AI also allows the system to:
- Operate on lower-cost processors
- Avoid bulky data centers or expensive cloud connections
- Run fully offline, which is crucial for real-world deployment in remote areas
Next Steps and Future Vision
Benjamin is far from done. He has:
- Filed for provisional patents for his system
- Plans to open-source parts of the design for educational and humanitarian use
- Hopes to partner with medical institutions and nonprofits to bring the arm to real users
- Envisions a future where his tech enhances lives globally—not just in labs or hospitals, but in homes and villages everywhere
“I want this to be more than a science fair project,” Benjamin said.
“I want it to be a tool that helps real people regain control of their lives.”
What This Means for the Future of Assistive Tech
Benjamin’s story proves that young minds with limited tools can solve billion-dollar problems—problems big corporations often overlook because the profit margins aren’t there.

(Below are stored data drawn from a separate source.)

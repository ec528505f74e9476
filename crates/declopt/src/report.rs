//! Human-readable dump of the parsed state.

use crate::matches::OptionValue;
use crate::parser::Parser;

/// Quote `value` so a POSIX shell reads it back unchanged.
pub fn shell_quote(value: &str) -> String {
    let safe = !value.is_empty()
        && value
            .chars()
            .all(|c| c.is_ascii_alphanumeric() || "_-+=:,./@%".contains(c));
    if safe {
        value.to_string()
    } else {
        format!("'{}'", value.replace('\'', r"'\''"))
    }
}

fn describe(value: Option<&OptionValue>) -> String {
    match value {
        None => "no".to_string(),
        Some(OptionValue::Count(n)) => format!("yes ({n})"),
        Some(OptionValue::Scalar(v)) => format!("yes: {}", shell_quote(v)),
        Some(OptionValue::Cumulative { count, values }) => {
            let quoted: Vec<String> = values.iter().map(|v| shell_quote(v)).collect();
            format!("yes ({count}): {}", quoted.join(" "))
        }
    }
}

impl Parser {
    /// One `name : state` row per visible option.
    pub fn report(&self) -> String {
        let rows: Vec<(&str, String)> = self
            .visible()
            .map(|def| (def.name(), describe(self.matches.get(def.name()))))
            .collect();
        let width = rows.iter().map(|(name, _)| name.len()).max().unwrap_or(0);

        let mut out = String::new();
        for (name, state) in rows {
            out.push_str(&format!("{:width$} : {}\n", name, state, width = width));
        }
        out
    }
}

#[cfg(test)]
mod tests {
    use super::*;
    use crate::config::ParserConfig;

    #[test]
    fn quoting() {
        assert_eq!(shell_quote("plain-value_1.txt"), "plain-value_1.txt");
        assert_eq!(shell_quote(""), "''");
        assert_eq!(shell_quote("two words"), "'two words'");
        assert_eq!(shell_quote("it's"), r"'it'\''s'");
        assert_eq!(shell_quote("$HOME"), "'$HOME'");
    }

    #[test]
    fn report_lists_visible_options() {
        let mut p = Parser::with_config(ParserConfig {
            program: "tool".to_string(),
            ..Default::default()
        });
        p.set_usage_handler(|_, _| {});
        p.define("=verbose", "", &[]).unwrap();
        p.define("name:", "", &[]).unwrap();
        p.define("tag", "", &["cumulative"]).unwrap();
        p.define("secret", "", &["hidden"]).unwrap();
        p.parse(&["-vv", "--name", "a b", "--tag", "x", "--tag", "y z", "--secret"])
            .unwrap();

        let report = p.report();
        assert_eq!(
            report,
            "help    : no\n\
             verbose : yes (2)\n\
             name    : yes: 'a b'\n\
             tag     : yes (2): x 'y z'\n"
        );
    }
}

This kind of grassroots innovation can:
- Reduce dependency on high-cost medical systems
- Empower individuals in underserved regions
- Spark a wave of DIY biotech solutions
More importantly, it shows that the next era of human-computer interaction may not come from Silicon Valley—but from a basement workshop run by a teenager with a printer and a purpose.
Conclusion
What Benjamin Choi has built is more than just a robotic limb. It’s a statement.
- That technology can be accessible.
- That brains and passion are more powerful than money.
- And that the future of healthcare, mobility, and autonomy might just begin in the minds of our youth.
This mind-controlled arm proves that the next frontier of assistive tech is not only about how advanced we can make it—but also how affordable and inclusive we dare to dream.